D’après un rapport détaillé de Human Rights Watch rédigé par Luciana Téllez Chavez, la situation est inacceptable et demande une attention immédiate. Ce rapport insiste sur le fait que la forêt représente bien plus qu’une simple source de revenus : c’est « la pierre angulaire de l’identité culturelle et spirituelle » pour ces communautés locales.
Les retombées pour l’économie et l’environnement
Entre 2021 et 2022, environ 20 hectares de forêt ont été rasés au Sarawak, ce qui a considérablement réduit la couverture forestière qui dominait autrefois la région. En 1960, le Sarawak était couvert à 90 % par la forêt ; aujourd’hui, ce chiffre tombe à moins de 10 %. Les exportations de produits issus du bois ont généré 2,3 milliards de ringgits (soit environ 496 millions d’euros) en 2023.

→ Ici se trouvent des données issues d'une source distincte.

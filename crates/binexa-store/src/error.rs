//! Error types for key-value storage.

use std::path::PathBuf;

use thiserror::Error;

/// Errors that can occur during storage operations.
#[derive(Debug, Error)]
pub enum StoreError {
    /// The key is not usable as a storage key.
    #[error("invalid key {key:?}: {reason}")]
    InvalidKey { key: String, reason: String },

    /// Writing the value would exceed the store's capacity.
    #[error("storage quota exceeded writing {key}: {requested} bytes, limit {limit}")]
    QuotaExceeded {
        key: String,
        requested: usize,
        limit: usize,
    },

    /// File I/O error.
    #[error("failed to {operation} {path}")]
    Io {
        operation: &'static str,
        path: PathBuf,
        #[source]
        source: std::io::Error,
    },

    /// An internal lock was poisoned by a panicking writer.
    #[error("lock poisoned: {0}")]
    Lock(String),
}

/// Convenience type alias for storage operations.
pub type StoreResult<T> = std::result::Result<T, StoreError>;
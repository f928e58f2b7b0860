//! Raw load/persist of a session's entry list.

use binexa_store::KeyValueStore;
use binexa_types::SessionId;
use tracing::debug;

use crate::entry::ConversionEntry;
use crate::error::{HistoryError, HistoryResult};

/// Prefix of every history key.
pub const HISTORY_KEY_PREFIX: &str = "binexa_history_";

/// Storage key holding the history of `session`.
pub fn history_key(session: &SessionId) -> String {
    format!("{HISTORY_KEY_PREFIX}{session}")
}

/// Read the ordered entry list of `session`.
///
/// A missing key is an empty history. Malformed JSON is reported as
/// [`HistoryError::Corrupt`]; callers decide whether to fall back.
pub fn load_entries(
    store: &dyn KeyValueStore,
    session: &SessionId,
) -> HistoryResult<Vec<ConversionEntry>> {
    let key = history_key(session);
    let Some(raw) = store.get(&key)? else {
        return Ok(Vec::new());
    };
    let entries: Vec<ConversionEntry> =
        serde_json::from_str(&raw).map_err(|source| HistoryError::Corrupt {
            key: key.clone(),
            source,
        })?;
    debug!(%session, count = entries.len(), "loaded history");
    Ok(entries)
}

/// Write the full ordered entry list of `session`, replacing what was stored.
pub fn persist_entries(
    store: &dyn KeyValueStore,
    session: &SessionId,
    entries: &[ConversionEntry],
) -> HistoryResult<()> {
    let json = serde_json::to_string(entries)?;
    store.set(&history_key(session), &json)?;
    debug!(%session, count = entries.len(), "persisted history");
    Ok(())
}

#[cfg(test)]
mod tests {
    use super::*;
    use binexa_store::InMemoryKeyValueStore;
    use binexa_types::{EntryId, NumeralTriple};
    use chrono::{TimeZone, Timelike, Utc};

    fn session() -> SessionId {
        SessionId::new("0192a1b2-c3d4-7e5f-8a9b-0c1d2e3f4a5b").unwrap()
    }

    fn sample_entries() -> Vec<ConversionEntry> {
        let t1 = Utc
            .with_ymd_and_hms(2026, 10, 17, 9, 30, 0)
            .unwrap()
            .with_nanosecond(250_000_000)
            .unwrap();
        let t2 = Utc.with_ymd_and_hms(2026, 10, 17, 9, 29, 59).unwrap();
        vec![
            ConversionEntry::from_triple(EntryId::new(2), &NumeralTriple::new("11111111", "255", "FF"), t1),
            ConversionEntry::from_triple(EntryId::new(1), &NumeralTriple::new("1010", "10", "A"), t2),
        ]
    }

    #[test]
    fn key_is_scoped_by_session() {
        assert_eq!(
            history_key(&session()),
            "binexa_history_0192a1b2-c3d4-7e5f-8a9b-0c1d2e3f4a5b"
        );
    }

    #[test]
    fn missing_history_loads_empty() {
        let store = InMemoryKeyValueStore::new();
        assert!(load_entries(&store, &session()).unwrap().is_empty());
    }

    #[test]
    fn persist_then_load_is_identical() {
        let store = InMemoryKeyValueStore::new();
        let entries = sample_entries();
        persist_entries(&store, &session(), &entries).unwrap();
        let loaded = load_entries(&store, &session()).unwrap();
        assert_eq!(loaded, entries);
    }

    #[test]
    fn sessions_do_not_share_history() {
        let store = InMemoryKeyValueStore::new();
        persist_entries(&store, &session(), &sample_entries()).unwrap();
        let other = SessionId::new("other").unwrap();
        assert!(load_entries(&store, &other).unwrap().is_empty());
    }

    #[test]
    fn malformed_json_is_corrupt() {
        let store = InMemoryKeyValueStore::new();
        store.set(&history_key(&session()), "{not json").unwrap();
        let err = load_entries(&store, &session()).unwrap_err();
        assert!(matches!(err, HistoryError::Corrupt { .. }));
    }

    #[test]
    fn write_failure_is_reported() {
        let store = InMemoryKeyValueStore::with_quota(4);
        let err = persist_entries(&store, &session(), &sample_entries()).unwrap_err();
        assert!(matches!(err, HistoryError::Store(_)));
    }
}
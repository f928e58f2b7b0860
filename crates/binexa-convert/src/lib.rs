//! Numeral validation and base conversion for Binexa.
//!
//! Both halves of this crate are pure functions with no retained state:
//!
//! - [`validate`]: character-level checks deciding whether a string is a
//!   well-formed (possibly empty) bare numeral in a base
//! - [`convert`]: parsing a numeral into a `u64` and rendering it in the
//!   canonical form of another base
//!
//! # Canonical form
//!
//! Rendered numerals use the alphabet `0123456789ABCDEF` (uppercase
//! hexadecimal), carry no prefix, and have no leading zeros. Zero renders as
//! `"0"`.
//!
//! # Range
//!
//! Values are unsigned 64-bit integers. A numeral whose value exceeds
//! `u64::MAX` is reported as [`ConvertError::Overflow`] rather than being
//! truncated.

pub mod convert;
pub mod error;
pub mod validate;

pub use convert::{derive_others, max_digits, parse_numeral, render_numeral, Derived};
pub use error::{ConvertError, ConvertResult};
pub use validate::{is_valid_numeral, normalize_input};
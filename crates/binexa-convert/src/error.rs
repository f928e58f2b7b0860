//! Error types for numeral conversion.

use binexa_types::Base;
use thiserror::Error;

/// Errors that can occur while parsing a numeral.
#[derive(Debug, Error, Clone, PartialEq, Eq)]
pub enum ConvertError {
    /// The numeral was empty.
    #[error("empty {base} numeral")]
    Empty { base: Base },

    /// The text contains characters outside the base's alphabet.
    #[error("invalid {base} numeral: {text:?}")]
    InvalidNumeral { base: Base, text: String },

    /// The value does not fit in an unsigned 64-bit integer.
    #[error("{base} numeral exceeds the supported range: {text}")]
    Overflow { base: Base, text: String },
}

/// Convenience type alias for conversion operations.
pub type ConvertResult<T> = std::result::Result<T, ConvertError>;
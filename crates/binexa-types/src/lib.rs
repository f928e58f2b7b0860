//! Foundation types for Binexa.
//!
//! This crate provides the vocabulary shared by every other Binexa crate:
//! which bases a numeral can be written in, the three-field snapshot of a
//! conversion, and the identifiers used to scope and address saved history.
//!
//! # Key Types
//!
//! - [`Base`]: One of binary, decimal, or hexadecimal
//! - [`NumeralTriple`]: The binary/decimal/hexadecimal text of one value
//! - [`SessionId`]: Durable identifier that scopes a saved history
//! - [`EntryId`]: Time-derived identifier of a saved history entry

pub mod base;
pub mod error;
pub mod identity;
pub mod triple;

pub use base::Base;
pub use error::TypeError;
pub use identity::{EntryId, SessionId};
pub use triple::NumeralTriple;
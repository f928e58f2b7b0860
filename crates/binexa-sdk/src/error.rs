use std::path::PathBuf;

use thiserror::Error;

#[derive(Debug, Error)]
pub enum SdkError {
    #[error("could not read config {path}: {source}")]
    ConfigRead {
        path: PathBuf,
        #[source]
        source: std::io::Error,
    },

    #[error("invalid config {path}: {source}")]
    ConfigParse {
        path: PathBuf,
        #[source]
        source: toml::de::Error,
    },

    #[error("store error: {0}")]
    Store(#[from] binexa_store::StoreError),

    #[error("history error: {0}")]
    History(#[from] binexa_history::HistoryError),

    #[error("analytics error: {0}")]
    Analytics(#[from] binexa_analytics::AnalyticsError),

    #[error("export error: {0}")]
    Export(#[from] binexa_export::ExportError),
}

pub type SdkResult<T> = Result<T, SdkError>;
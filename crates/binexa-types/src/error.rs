use thiserror::Error;

/// Errors produced by type operations.
#[derive(Debug, Error, PartialEq, Eq)]
pub enum TypeError {
    #[error("unknown base: {0}")]
    UnknownBase(String),

    #[error("invalid entry id: {0}")]
    InvalidEntryId(String),

    #[error("session id must not be empty")]
    EmptySessionId,
}
use std::fmt;

use chrono::{DateTime, Utc};
use serde::{Deserialize, Serialize};

use binexa_types::{Base, EntryId};

/// What the user did.
#[derive(Clone, Copy, Debug, PartialEq, Eq, Hash, PartialOrd, Ord, Serialize, Deserialize)]
#[serde(rename_all = "snake_case")]
pub enum EventKind {
    Conversion,
    Save,
    Clear,
    Delete,
    Copy,
    ExportExcel,
    ExportCsv,
    ClearHistory,
}

impl EventKind {
    pub const ALL: [EventKind; 8] = [
        EventKind::Conversion,
        EventKind::Save,
        EventKind::Clear,
        EventKind::Delete,
        EventKind::Copy,
        EventKind::ExportExcel,
        EventKind::ExportCsv,
        EventKind::ClearHistory,
    ];

    /// The snake_case name, also used as the click-counter key.
    pub const fn as_str(self) -> &'static str {
        match self {
            EventKind::Conversion => "conversion",
            EventKind::Save => "save",
            EventKind::Clear => "clear",
            EventKind::Delete => "delete",
            EventKind::Copy => "copy",
            EventKind::ExportExcel => "export_excel",
            EventKind::ExportCsv => "export_csv",
            EventKind::ClearHistory => "clear_history",
        }
    }
}

impl fmt::Display for EventKind {
    fn fmt(&self, f: &mut fmt::Formatter<'_>) -> fmt::Result {
        f.write_str(self.as_str())
    }
}

/// Optional payload attached to an event.
#[derive(Clone, Debug, Default, PartialEq, Eq, Serialize, Deserialize)]
#[serde(rename_all = "camelCase")]
pub struct EventData {
    #[serde(default, skip_serializing_if = "Option::is_none")]
    pub from: Option<Base>,
    #[serde(default, skip_serializing_if = "Option::is_none")]
    pub to: Option<Base>,
    #[serde(default, skip_serializing_if = "Option::is_none")]
    pub value: Option<String>,
    #[serde(default, skip_serializing_if = "Option::is_none")]
    pub entry_id: Option<EntryId>,
}

impl EventData {
    /// Payload of a conversion driven from `from` with input `value`.
    pub fn conversion(from: Base, value: impl Into<String>) -> Self {
        Self {
            from: Some(from),
            value: Some(value.into()),
            ..Default::default()
        }
    }

    /// Payload naming a history entry.
    pub fn entry(id: EntryId) -> Self {
        Self {
            entry_id: Some(id),
            ..Default::default()
        }
    }

    /// Payload of a copy of the `base` field holding `value`.
    pub fn copy(base: Base, value: impl Into<String>) -> Self {
        Self {
            from: Some(base),
            value: Some(value.into()),
            ..Default::default()
        }
    }
}

/// One recorded event.
#[derive(Clone, Debug, PartialEq, Eq, Serialize, Deserialize)]
pub struct AnalyticsEvent {
    #[serde(rename = "type")]
    pub kind: EventKind,
    pub timestamp: DateTime<Utc>,
    #[serde(default, skip_serializing_if = "Option::is_none")]
    pub data: Option<EventData>,
}
//! The `binexa shell` interactive loop.
//!
//! One line in, one event out. The three fields are printed after every edit
//! so the loop reads like the three synchronized inputs of a form.

use std::io::{BufRead, Write};

use colored::Colorize;

use binexa_sdk::{Base, Binexa, BinexaConfig, EditOutcome, EntryId};

use crate::commands::{rejection_message, warn_on_write_error, write_fields, write_history};

const HELP: &str = "\
commands:
  bin|dec|hex <text>   type <text> into that field (empty text clears it)
  clear                empty all three fields
  save                 save the current conversion
  copy <base>          print one field for copying
  delete <id>          delete a saved conversion
  history              list saved conversions
  clear-history        delete every saved conversion
  help                 show this text
  quit                 leave the shell";

#[derive(Clone, Debug, PartialEq, Eq)]
pub(crate) enum ShellCommand {
    Edit(Base, String),
    Clear,
    Save,
    Copy(Base),
    Delete(EntryId),
    History,
    ClearHistory,
    Help,
    Quit,
}

/// Parse one input line. Blank lines yield `Ok(None)`.
pub(crate) fn parse_line(line: &str) -> Result<Option<ShellCommand>, String> {
    let line = line.trim();
    if line.is_empty() {
        return Ok(None);
    }
    let (word, rest) = match line.split_once(char::is_whitespace) {
        Some((word, rest)) => (word, rest.trim()),
        None => (line, ""),
    };

    let command = match word.to_ascii_lowercase().as_str() {
        "clear" => ShellCommand::Clear,
        "save" => ShellCommand::Save,
        "history" => ShellCommand::History,
        "clear-history" => ShellCommand::ClearHistory,
        "help" | "?" => ShellCommand::Help,
        "quit" | "exit" | "q" => ShellCommand::Quit,
        "copy" => ShellCommand::Copy(rest.parse().map_err(|e| format!("{e}"))?),
        "delete" => ShellCommand::Delete(rest.parse().map_err(|e| format!("{e}"))?),
        other => match other.parse::<Base>() {
            Ok(base) => ShellCommand::Edit(base, rest.to_string()),
            Err(_) => return Err(format!("unknown command '{word}' (try 'help')")),
        },
    };
    Ok(Some(command))
}

/// Run the loop until `quit` or end of input.
pub(crate) fn run_shell(
    app: &mut Binexa,
    config: &BinexaConfig,
    input: &mut dyn BufRead,
    out: &mut dyn Write,
) -> anyhow::Result<()> {
    writeln!(
        out,
        "binexa shell (session {}). Type 'help' for commands.",
        app.session().short_id().cyan()
    )?;

    let mut line = String::new();
    loop {
        write!(out, "{} ", ">".bold())?;
        out.flush()?;

        line.clear();
        if input.read_line(&mut line)? == 0 {
            writeln!(out)?;
            break;
        }

        let command = match parse_line(&line) {
            Ok(Some(command)) => command,
            Ok(None) => continue,
            Err(msg) => {
                writeln!(out, "{} {}", "error:".red().bold(), msg)?;
                continue;
            }
        };
        if command == ShellCommand::Quit {
            break;
        }
        apply(app, config, command, out)?;
        warn_on_write_error(app, out)?;
    }
    Ok(())
}

fn apply(
    app: &mut Binexa,
    config: &BinexaConfig,
    command: ShellCommand,
    out: &mut dyn Write,
) -> anyhow::Result<()> {
    match command {
        ShellCommand::Edit(base, text) => match app.on_edit(base, &text) {
            EditOutcome::Accepted { .. } => write_fields(out, &app.view())?,
            EditOutcome::Rejected(reason) => writeln!(
                out,
                "{} {} (field unchanged)",
                "rejected:".yellow().bold(),
                rejection_message(base, &text, reason)
            )?,
        },
        ShellCommand::Clear => {
            app.on_clear();
            write_fields(out, &app.view())?;
        }
        ShellCommand::Save => match app.on_save() {
            Some(id) => writeln!(out, "{} Saved as {}", "✓".green().bold(), id.to_string().yellow())?,
            None => writeln!(out, "Nothing to save.")?,
        },
        ShellCommand::Copy(base) => match app.on_copy(base) {
            Some(text) => writeln!(out, "{text}")?,
            None => writeln!(out, "The {} field is empty.", base.name())?,
        },
        ShellCommand::Delete(id) => {
            if app.on_delete(id) {
                writeln!(out, "{} Deleted entry {}", "✓".green().bold(), id.to_string().yellow())?;
            } else {
                writeln!(out, "No history entry with id {id}.")?;
            }
        }
        ShellCommand::History => {
            let entries = app.history().entries();
            let shown = &entries[..entries.len().min(config.history_limit)];
            write_history(out, shown, entries.len(), app.export_options())?;
        }
        ShellCommand::ClearHistory => {
            let removed = app.on_clear_history();
            writeln!(out, "{} Removed {} entries", "✓".green().bold(), removed)?;
        }
        ShellCommand::Help => writeln!(out, "{HELP}")?,
        ShellCommand::Quit => {}
    }
    Ok(())
}
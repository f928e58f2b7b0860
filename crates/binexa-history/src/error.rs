//! Error types for history operations.

use thiserror::Error;

/// Errors that can occur while loading or persisting history.
#[derive(Debug, Error)]
pub enum HistoryError {
    /// The stored value could not be parsed.
    #[error("corrupt data under {key}: {source}")]
    Corrupt {
        key: String,
        #[source]
        source: serde_json::Error,
    },

    /// Serializing the history failed.
    #[error("serialization error: {0}")]
    Serialization(#[from] serde_json::Error),

    /// The storage backend failed.
    #[error("storage error: {0}")]
    Store(#[from] binexa_store::StoreError),
}

/// Convenience type alias for history operations.
pub type HistoryResult<T> = std::result::Result<T, HistoryError>;
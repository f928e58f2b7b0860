//! Lazily created, durable session identifiers.

use binexa_store::{validate_key, KeyValueStore};
use binexa_types::SessionId;
use tracing::{info, warn};

use crate::persist::history_key;

/// Storage key holding the session id.
pub const SESSION_KEY: &str = "binexa_session_id";

/// The session this installation's history is scoped to.
///
/// Established once and reused. Nothing here rotates or expires it.
#[derive(Clone, Debug, PartialEq, Eq)]
pub struct SessionRecord {
    id: SessionId,
    created: bool,
}

impl SessionRecord {
    /// Read the stored session id, or create and store a new one.
    ///
    /// Never fails: an unreadable or unusable stored id is replaced by a
    /// fresh one, and a failure to store the fresh id is logged. In that case
    /// the id lives for this process only.
    pub fn establish(store: &dyn KeyValueStore) -> Self {
        match store.get(SESSION_KEY) {
            Ok(Some(raw)) => match Self::usable(&raw) {
                Some(id) => {
                    return Self { id, created: false };
                }
                None => warn!(stored = %raw, "stored session id is unusable, replacing it"),
            },
            Ok(None) => {}
            Err(e) => warn!(error = %e, "could not read session id, starting a new session"),
        }

        let id = SessionId::generate();
        if let Err(e) = store.set(SESSION_KEY, id.as_str()) {
            warn!(error = %e, "could not store new session id");
        }
        info!(session = %id, "created session");
        Self { id, created: true }
    }

    fn usable(raw: &str) -> Option<SessionId> {
        let id = SessionId::new(raw).ok()?;
        validate_key(&history_key(&id)).ok()?;
        Some(id)
    }

    pub fn id(&self) -> &SessionId {
        &self.id
    }

    /// Returns `true` if the session was created by this call.
    pub fn is_new(&self) -> bool {
        self.created
    }

    pub fn into_id(self) -> SessionId {
        self.id
    }
}

#[cfg(test)]
mod tests {
    use super::*;
    use binexa_store::InMemoryKeyValueStore;

    #[test]
    fn first_establish_creates_and_stores() {
        let store = InMemoryKeyValueStore::new();
        let record = SessionRecord::establish(&store);
        assert!(record.is_new());
        assert_eq!(
            store.get(SESSION_KEY).unwrap().as_deref(),
            Some(record.id().as_str())
        );
    }

    #[test]
    fn second_establish_reuses() {
        let store = InMemoryKeyValueStore::new();
        let first = SessionRecord::establish(&store);
        let second = SessionRecord::establish(&store);
        assert!(!second.is_new());
        assert_eq!(first.id(), second.id());
    }

    #[test]
    fn unusable_stored_id_is_replaced() {
        let store = InMemoryKeyValueStore::new();
        store.set(SESSION_KEY, "has spaces / slashes").unwrap();
        let record = SessionRecord::establish(&store);
        assert!(record.is_new());
        assert_ne!(record.id().as_str(), "has spaces / slashes");
    }

    #[test]
    fn blank_stored_id_is_replaced() {
        let store = InMemoryKeyValueStore::new();
        store.set(SESSION_KEY, "   ").unwrap();
        assert!(SessionRecord::establish(&store).is_new());
    }

    #[test]
    fn write_failure_still_yields_a_session() {
        let store = InMemoryKeyValueStore::with_quota(0);
        let record = SessionRecord::establish(&store);
        assert!(record.is_new());
        assert!(store.get(SESSION_KEY).unwrap().is_none());
    }
}
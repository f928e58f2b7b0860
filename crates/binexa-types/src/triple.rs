use serde::{Deserialize, Serialize};

use crate::base::Base;

/// Text of one value in all three bases.
///
/// A triple is a plain snapshot; it does not check that its fields agree.
/// The sync controller is responsible for keeping them consistent.
#[derive(Clone, Debug, Default, PartialEq, Eq, Hash, Serialize, Deserialize)]
pub struct NumeralTriple {
    pub binary: String,
    pub decimal: String,
    pub hexadecimal: String,
}

impl NumeralTriple {
    pub fn new(
        binary: impl Into<String>,
        decimal: impl Into<String>,
        hexadecimal: impl Into<String>,
    ) -> Self {
        Self {
            binary: binary.into(),
            decimal: decimal.into(),
            hexadecimal: hexadecimal.into(),
        }
    }

    /// Text of the field for `base`.
    pub fn get(&self, base: Base) -> &str {
        match base {
            Base::Binary => &self.binary,
            Base::Decimal => &self.decimal,
            Base::Hexadecimal => &self.hexadecimal,
        }
    }

    /// Replace the text of the field for `base`.
    pub fn set(&mut self, base: Base, text: impl Into<String>) {
        let slot = match base {
            Base::Binary => &mut self.binary,
            Base::Decimal => &mut self.decimal,
            Base::Hexadecimal => &mut self.hexadecimal,
        };
        *slot = text.into();
    }

    /// Returns `true` if all three fields are empty.
    pub fn is_empty(&self) -> bool {
        self.binary.is_empty() && self.decimal.is_empty() && self.hexadecimal.is_empty()
    }

    /// Copy of this triple with every empty field replaced by `"0"`.
    pub fn with_zero_defaults(&self) -> Self {
        let or_zero = |s: &str| {
            if s.is_empty() {
                "0".to_string()
            } else {
                s.to_string()
            }
        };
        Self {
            binary: or_zero(&self.binary),
            decimal: or_zero(&self.decimal),
            hexadecimal: or_zero(&self.hexadecimal),
        }
    }
}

Les concessions forestières empiètent désormais sur au moins 246 177 hectares de terres coutumières. Or, les conventions internationales prévoient que le consentement « libre, préalable et éclairé » des peuples autochtones doit être obtenu avant toute opération de cette nature – un principe qui, malheureusement, est souvent ignoré ici.
Les enjeux à l’échelle mondiale
La France se retrouve en tête des importations de granulés de bois issus du Sarawak en 2023. Par ailleurs, l’Union européenne envisage d’interdire la commercialisation dans ses marchés de produits forestiers provenant de terres déboisées après décembre 2020. Pourtant, la mise en application de cette règle a été repoussée au 31 décembre 2025, ce qui laisse planer de sérieuses questions sur son application future.